Thursday, January 20, 2005

Spongebob slandered

From the New York Times:

WASHINGTON, Jan. 19 - On the heels of electoral victories barring same-sex marriage, some influential conservative Christian groups are turning their attention to a new target: the cartoon character SpongeBob SquarePants.

"Does anybody here know SpongeBob?" Dr. James C. Dobson, the founder of Focus on the Family, asked the guests Tuesday night at a black-tie dinner for members of Congress and political allies to celebrate the election results. SpongeBob needed no introduction. In addition to his popularity among children, who watch his cartoon show, he has become a well-known camp figure among adult gay men, perhaps because he holds hands with his animated sidekick Patrick and likes to watch the imaginary television show "The Adventures of Mermaid Man and Barnacle Boy."
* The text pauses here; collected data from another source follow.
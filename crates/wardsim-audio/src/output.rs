use cpal::traits::{DeviceTrait, StreamTrait};
use cpal::{Device, SampleRate, Stream, StreamConfig};
use ringbuf::traits::Consumer;
use ringbuf::HeapCons;
use std::sync::atomic::{AtomicU64, AtomicU8, Ordering};
use std::sync::{Arc, Mutex};
use wardsim_core::AudioError;

const STATUS_OK: u8 = 0;
const STATUS_ERROR: u8 = 1;

// ── PlaybackClock ─────────────────────────────────────────────

/// Read-only handle on the playback timeline. Time is frames rendered by
/// the output callback divided by the sample rate, so it advances only
/// while the device is live and never goes backwards.
#[derive(Clone)]
pub struct PlaybackClock {
    frames: Arc<AtomicU64>,
    sample_rate: u32,
    status: Arc<AtomicU8>,
}

impl PlaybackClock {
    pub fn now(&self) -> f64 {
        self.frames.load(Ordering::Relaxed) as f64 / self.sample_rate as f64
    }

    pub fn is_healthy(&self) -> bool {
        self.status.load(Ordering::Relaxed) == STATUS_OK
    }
}

// ── PlaybackNode ──────────────────────────────────────────────

/// Owns the cpal output stream. Must be kept alive by the caller for as
/// long as playback is wanted; the stream itself is not Send, so it stays
/// on the thread that built it while the clock handle travels freely.
pub struct PlaybackNode {
    _stream: Stream,
}

impl PlaybackNode {
    pub fn new(
        device: &Device,
        consumer: HeapCons<f32>,
        sample_rate: u32,
        buffer_size: u32,
    ) -> Result<(Self, PlaybackClock), AudioError> {
        let config = StreamConfig {
            channels: 1,
            sample_rate: SampleRate(sample_rate),
            buffer_size: cpal::BufferSize::Fixed(buffer_size),
        };

        let consumer = Arc::new(Mutex::new(consumer));
        let frames = Arc::new(AtomicU64::new(0));
        let frames_counter = Arc::clone(&frames);
        let status = Arc::new(AtomicU8::new(STATUS_OK));
        let status_flag = Arc::clone(&status);

        let err_callback = move |err: cpal::StreamError| {
            tracing::error!("output stream error: {}", err);
            status_flag.store(STATUS_ERROR, Ordering::Relaxed);
        };

        let stream = device
            .build_output_stream(
                &config,
                move |data: &mut [f32], _: &cpal::OutputCallbackInfo| {
                    if let Ok(mut cons) = consumer.lock() {
                        for sample in data.iter_mut() {
                            *sample = cons.try_pop().unwrap_or(0.0);
                        }
                    } else {
                        // Mutex poisoned, fill with silence
                        data.fill(0.0);
                    }
                    // The clock keeps running through silence so the
                    // timeline tracks real elapsed device time.
                    frames_counter.fetch_add(data.len() as u64, Ordering::Relaxed);
                },
                err_callback,
                None,
            )
            .map_err(|e| AudioError::StreamBuild(e.to_string()))?;

        stream
            .play()
            .map_err(|e| AudioError::StreamError(e.to_string()))?;

        let clock = PlaybackClock {
            frames,
            sample_rate,
            status,
        };
        Ok((Self { _stream: stream }, clock))
    }
}

#[cfg(test)]
mod tests {
    use super::*;

    fn make_clock(frames: u64, sample_rate: u32) -> PlaybackClock {
        PlaybackClock {
            frames: Arc::new(AtomicU64::new(frames)),
            sample_rate,
            status: Arc::new(AtomicU8::new(STATUS_OK)),
        }
    }

    #[test]
    fn test_clock_starts_at_zero() {
        let clock = make_clock(0, 24000);
        assert_eq!(clock.now(), 0.0);
    }

    #[test]
    fn test_clock_converts_frames_to_seconds() {
        let clock = make_clock(48000, 24000);
        assert_eq!(clock.now(), 2.0);
    }

    #[test]
    fn test_clock_clone_shares_state() {
        let clock = make_clock(0, 24000);
        let other = clock.clone();
        clock.frames.store(24000, Ordering::Relaxed);
        assert_eq!(other.now(), 1.0);
    }

    #[test]
    fn test_clock_default_healthy() {
        let clock = make_clock(0, 24000);
        assert!(clock.is_healthy());
    }

    #[test]
    fn test_stream_error_flips_health_on_all_handles() {
        let clock = make_clock(0, 24000);
        let other = clock.clone();
        clock.status.store(STATUS_ERROR, Ordering::Relaxed);
        assert!(!other.is_healthy());
    }
}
Now, Dr. Dobson said, SpongeBob's creators had enlisted him in a "pro-homosexual video," in which he appeared alongside children's television colleagues like Barney and Jimmy Neutron, among many others. The makers of the video, he said, planned to mail it to thousands of elementary schools to promote a "tolerance pledge" that includes tolerance for differences of "sexual identity."

Dobson’s remarks are not elaborated at length so I don’t know if he is of the opinion that Spongebob is a symbol of homosexuality, or just that he shouldn’t have been in that video. The former is certainly hinted toward by the article, but this being the NY Times, such hinting could be the usual Christian-Right slander that is standard operating procedure down there at the Gray Lady.

If just the latter is true, that Dobson only objects to Spongebob being used in a film that promotes a lifestyle that he thinks shouldn’t be taught in public schools, then that's hunky-dory. Personally, I would object to the whole concept of a multicultural video. If you think you’re going to imbue into children an idea as basic as “tolerating others” through the use of a few cartoon characters and a catchy tune, then you are sadly mistaken. Such techniques are all the fad now with the diversophile agenda as strong as it is, but they are a misguided use of resources at a time when our schools are strapped for cash.

But, if Dobson meant the former, that Spongebob is a “gay” cartoon show, then he’s way off base. Spongebob SquarePants is a show about the innocence, wonder, magic, goofiness, playfulness and naïveté of childhood, all wrapped up in its square, yellow lead character. To interpret subliminal homosexual subtexts into this delightful cartoon is to appeal to the basest caricatures of gays.

But, even worse, this delusional, neurotic tilting at homosexual windmills is a self-fulfilling prophecy. A child watching SpongeBob’s cheery antics will make nothing of them—not even brief moments when *gasp* hands of like-gendered characters might touch. But, if it’s brought to the children’s attention that there’s something wrong with Spongebob—something wrong with his zest for life, his carefree innocence, his gratuitous male-on-male hand touchage—another part of a child’s life is needlessly sexualized. The dark clouds of the grown-up world intrude upon what should be a guilt-free, innocent children’s show. The world is complicated enough for children without barring them from watching a cartoon just because phantoms of gayness haunt the paranoid minds of some parents.

Obviously, there is material that children shouldn’t watch—even cartoons, such as the hilarious, but off-color, “Aqua Teen Hunger Force” or “Futurama.” But… Spongebob? C’mon, he definitely has the hots for Sandy Cheeks.

Related, from a review of the Spongebob SquarePants movie:

For kids, The SpongeBob SquarePants Movie presents a level of cartoon violence that, while now all-too routine, is still influential, and needs to be addressed if your family sees this flick. Will your child laugh as Plankton shrieks in pain when he’s repeatedly squashed? The answer is telling, and should guide what kind of conversation happens afterwards.
Father: Son, I heard you laughing when that little bug guy got squashed. Why is that?

Son: He’s not a bug, dad, he’s a plankton which are little green things in the sea and it was funny because stuff would fall on him like WHAM! and he never could get out of the way because the stuff would follow him around no matter where he went and still fall on him even under rocks and squish him again and again like fifty times and I want to marry a man.